[Collection entries]
------------

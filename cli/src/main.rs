//! obsctl: drive the observability convergence loop from the command line.
//!
//! # Usage
//!
//! ```text
//! obsctl reconcile --spec stack.yaml --objects cluster.yaml --ticks 3
//! obsctl cleanup --spec stack.yaml --objects cluster.yaml
//! obsctl status
//! ```
//!
//! The object store is an in-memory store seeded from a YAML list of objects,
//! so runs are repeatable. Status persists to the configured `status_path`.

use std::fs;
use std::path::{Path, PathBuf};

use anyhow::{bail, Context as _};
use clap::{Args, Parser, Subcommand};
use tracing::debug;

use obsconv_core::scheduler::{
    instance_key, FileStatusStore, Requeue, Scheduler, StatusStore, TickReport,
};
use obsconv_core::settings;
use obsconv_core::store::memory::MemoryStore;
use obsconv_core::types::config::Settings;
use obsconv_core::types::object::ManagedObject;
use obsconv_core::types::spec::Observability;
use obsconv_core::types::status::StageOutcome;

#[derive(Debug, Parser)]
#[command(name = "obsctl", about = "Observability stack convergence")]
struct Cli {
    /// Settings file (YAML). Defaults apply when omitted.
    #[arg(long, global = true)]
    settings: Option<PathBuf>,
    #[command(subcommand)]
    command: Command,
}

#[derive(Debug, Subcommand)]
enum Command {
    /// Run reconcile ticks until converged or out of ticks
    Reconcile(ReconcileArgs),
    /// Run one teardown tick
    Cleanup(TargetArgs),
    /// Print the persisted status
    Status,
}

#[derive(Debug, Args)]
struct TargetArgs {
    /// Desired specification (YAML)
    #[arg(long)]
    spec: PathBuf,
    /// Live objects to seed the store with (YAML list)
    #[arg(long)]
    objects: Option<PathBuf>,
}

#[derive(Debug, Args)]
struct ReconcileArgs {
    #[command(flatten)]
    target: TargetArgs,
    #[arg(long, default_value_t = 1)]
    ticks: u32,
}

fn main() -> anyhow::Result<()> {
    let cli = Cli::parse();
    let settings = settings::load_or_default(cli.settings.as_deref())
        .context("failed to load settings")?;
    init_tracing(&settings);

    match cli.command {
        Command::Reconcile(args) => reconcile(&settings, &args),
        Command::Cleanup(args) => cleanup(&settings, &args),
        Command::Status => status(&settings),
    }
}

/// `RUST_LOG` wins over the configured filter.
fn init_tracing(settings: &Settings) {
    let filter = tracing_subscriber::EnvFilter::try_from_default_env()
        .or_else(|_| tracing_subscriber::EnvFilter::try_new(&settings.log_filter))
        .unwrap_or_else(|_| tracing_subscriber::EnvFilter::new("info"));
    let _ = tracing_subscriber::fmt()
        .with_env_filter(filter)
        .with_target(false)
        .with_writer(std::io::stderr)
        .try_init();
}

fn reconcile(settings: &Settings, args: &ReconcileArgs) -> anyhow::Result<()> {
    let (cr, store) = load_target(&args.target)?;
    let mut scheduler = Scheduler::standard(FileStatusStore::new(&settings.status_path), settings);

    let mut last = None;
    for tick in 1..=args.ticks.max(1) {
        let report = scheduler.tick(&store, &cr)?;
        println!("tick {}: {}", tick, report);
        let done = report.requeue == Requeue::AwaitChange;
        last = Some(report);
        if done {
            break;
        }
    }

    print_status(scheduler.statuses(), &cr)?;
    finish(last)
}

fn cleanup(settings: &Settings, args: &TargetArgs) -> anyhow::Result<()> {
    let (cr, store) = load_target(args)?;
    let mut scheduler = Scheduler::standard(FileStatusStore::new(&settings.status_path), settings);
    let report = scheduler.cleanup(&store, &cr)?;
    println!("cleanup: {}", report);
    for obj in store.objects() {
        debug!(object = %obj.identity, "left in store");
    }
    finish(Some(report))
}

fn status(settings: &Settings) -> anyhow::Result<()> {
    let statuses = FileStatusStore::new(&settings.status_path).load_all()?;
    println!("{}", serde_json::to_string_pretty(&statuses)?);
    Ok(())
}

fn finish(report: Option<TickReport>) -> anyhow::Result<()> {
    match report {
        Some(r) if r.outcome == StageOutcome::Failed => bail!("{}", r),
        _ => Ok(()),
    }
}

fn print_status(statuses: &FileStatusStore, cr: &Observability) -> anyhow::Result<()> {
    let status = statuses.load(&instance_key(cr))?;
    println!("{}", serde_json::to_string_pretty(&status)?);
    Ok(())
}

fn load_target(args: &TargetArgs) -> anyhow::Result<(Observability, MemoryStore)> {
    let cr = Observability::from_yaml(&read(&args.spec)?)
        .with_context(|| format!("invalid specification in {}", args.spec.display()))?;
    let objects = match &args.objects {
        Some(path) => {
            let content = read(path)?;
            if content.trim().is_empty() {
                Vec::new()
            } else {
                serde_yaml::from_str::<Vec<ManagedObject>>(&content)
                    .with_context(|| format!("malformed object list in {}", path.display()))?
            }
        }
        None => Vec::new(),
    };
    debug!(count = objects.len(), "seeding object store");
    Ok((cr, MemoryStore::with_objects(objects)))
}

fn read(path: &Path) -> anyhow::Result<String> {
    fs::read_to_string(path).with_context(|| format!("failed to read {}", path.display()))
}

------------

* [What the exercise asks] Retype every line of the data, keeping each one exactly as it is.

* [Exercise output]
filename cli/src/main.rs
//! obsctl: drive the observability convergence loop from the command line.
//!
//! # Usage
//!
//! ```text
//! obsctl reconcile --spec stack.yaml --objects cluster.yaml --ticks 3
//! obsctl cleanup --spec stack.yaml --objects cluster.yaml
//! obsctl status
//! ```
//!
//! The object store is an in-memory store seeded from a YAML list of objects,
//! so runs are repeatable. Status persists to the configured `status_path`.

use std::fs;
use std::path::{Path, PathBuf};

use anyhow::{bail, Context as _};
use clap::{Args, Parser, Subcommand};
use tracing::debug;

use obsconv_core::scheduler::{
    instance_key, FileStatusStore, Requeue, Scheduler, StatusStore, TickReport,
};
use obsconv_core::settings;
use obsconv_core::store::memory::MemoryStore;
use obsconv_core::types::config::Settings;
use obsconv_core::types::object::ManagedObject;
use obsconv_core::types::spec::Observability;
use obsconv_core::types::status::StageOutcome;

#[derive(Debug, Parser)]
#[command(name = "obsctl", about = "Observability stack convergence")]
struct Cli {
    /// Settings file (YAML). Defaults apply when omitted.
    #[arg(long, global = true)]
    settings: Option<PathBuf>,
    #[command(subcommand)]
    command: Command,
}

#[derive(Debug, Subcommand)]
enum Command {
    /// Run reconcile ticks until converged or out of ticks
    Reconcile(ReconcileArgs),
    /// Run one teardown tick
    Cleanup(TargetArgs),
    /// Print the persisted status
    Status,
}

#[derive(Debug, Args)]
struct TargetArgs {
    /// Desired specification (YAML)
    #[arg(long)]
    spec: PathBuf,
    /// Live objects to seed the store with (YAML list)
    #[arg(long)]
    objects: Option<PathBuf>,
}

#[derive(Debug, Args)]
struct ReconcileArgs {
    #[command(flatten)]
    target: TargetArgs,
    #[arg(long, default_value_t = 1)]
    ticks: u32,
}

fn main() -> anyhow::Result<()> {
    let cli = Cli::parse();
    let settings = settings::load_or_default(cli.settings.as_deref())
        .context("failed to load settings")?;
    init_tracing(&settings);

    match cli.command {
        Command::Reconcile(args) => reconcile(&settings, &args),
        Command::Cleanup(args) => cleanup(&settings, &args),
        Command::Status => status(&settings),
    }
}

/// `RUST_LOG` wins over the configured filter.
fn init_tracing(settings: &Settings) {
    let filter = tracing_subscriber::EnvFilter::try_from_default_env()
        .or_else(|_| tracing_subscriber::EnvFilter::try_new(&settings.log_filter))
        .unwrap_or_else(|_| tracing_subscriber::EnvFilter::new("info"));
    let _ = tracing_subscriber::fmt()
        .with_env_filter(filter)
        .with_target(false)
        .with_writer(std::io::stderr)
        .try_init();
}

fn reconcile(settings: &Settings, args: &ReconcileArgs) -> anyhow::Result<()> {
    let (cr, store) = load_target(&args.target)?;
    let mut scheduler = Scheduler::standard(FileStatusStore::new(&settings.status_path), settings);

    let mut last = None;
    for tick in 1..=args.ticks.max(1) {
        let report = scheduler.tick(&store, &cr)?;
        println!("tick {}: {}", tick, report);
        let done = report.requeue == Requeue::AwaitChange;
        last = Some(report);
        if done {
            break;
        }
    }

    print_status(scheduler.statuses(), &cr)?;
    finish(last)
}

fn cleanup(settings: &Settings, args: &TargetArgs) -> anyhow::Result<()> {
    let (cr, store) = load_target(args)?;
    let mut scheduler = Scheduler::standard(FileStatusStore::new(&settings.status_path), settings);
    let report = scheduler.cleanup(&store, &cr)?;
    println!("cleanup: {}", report);
    for obj in store.objects() {
        debug!(object = %obj.identity, "left in store");
    }
    finish(Some(report))
}

fn status(settings: &Settings) -> anyhow::Result<()> {
    let statuses = FileStatusStore::new(&settings.status_path).load_all()?;
    println!("{}", serde_json::to_string_pretty(&statuses)?);
    Ok(())
}

fn finish(report: Option<TickReport>) -> anyhow::Result<()> {
    match report {
        Some(r) if r.outcome == StageOutcome::Failed => bail!("{}", r),
        _ => Ok(()),
    }
}

fn print_status(statuses: &FileStatusStore, cr: &Observability) -> anyhow::Result<()> {
    let status = statuses.load(&instance_key(cr))?;
    println!("{}", serde_json::to_string_pretty(&status)?);
    Ok(())
}

fn load_target(args: &TargetArgs) -> anyhow::Result<(Observability, MemoryStore)> {
    let cr = Observability::from_yaml(&read(&args.spec)?)
        .with_context(|| format!("invalid specification in {}", args.spec.display()))?;
    let objects = match &args.objects {
        Some(path) => {
            let content = read(path)?;
            if content.trim().is_empty() {
                Vec::new()
            } else {
                serde_yaml::from_str::<Vec<ManagedObject>>(&content)
                    .with_context(|| format!("malformed object list in {}", path.display()))?
            }
        }
        None => Vec::new(),
    };
    debug!(count = objects.len(), "seeding object store");
    Ok((cr, MemoryStore::with_objects(objects)))
}

fn read(path: &Path) -> anyhow::Result<String> {
    fs::read_to_string(path).with_context(|| format!("failed to read {}", path.display()))
}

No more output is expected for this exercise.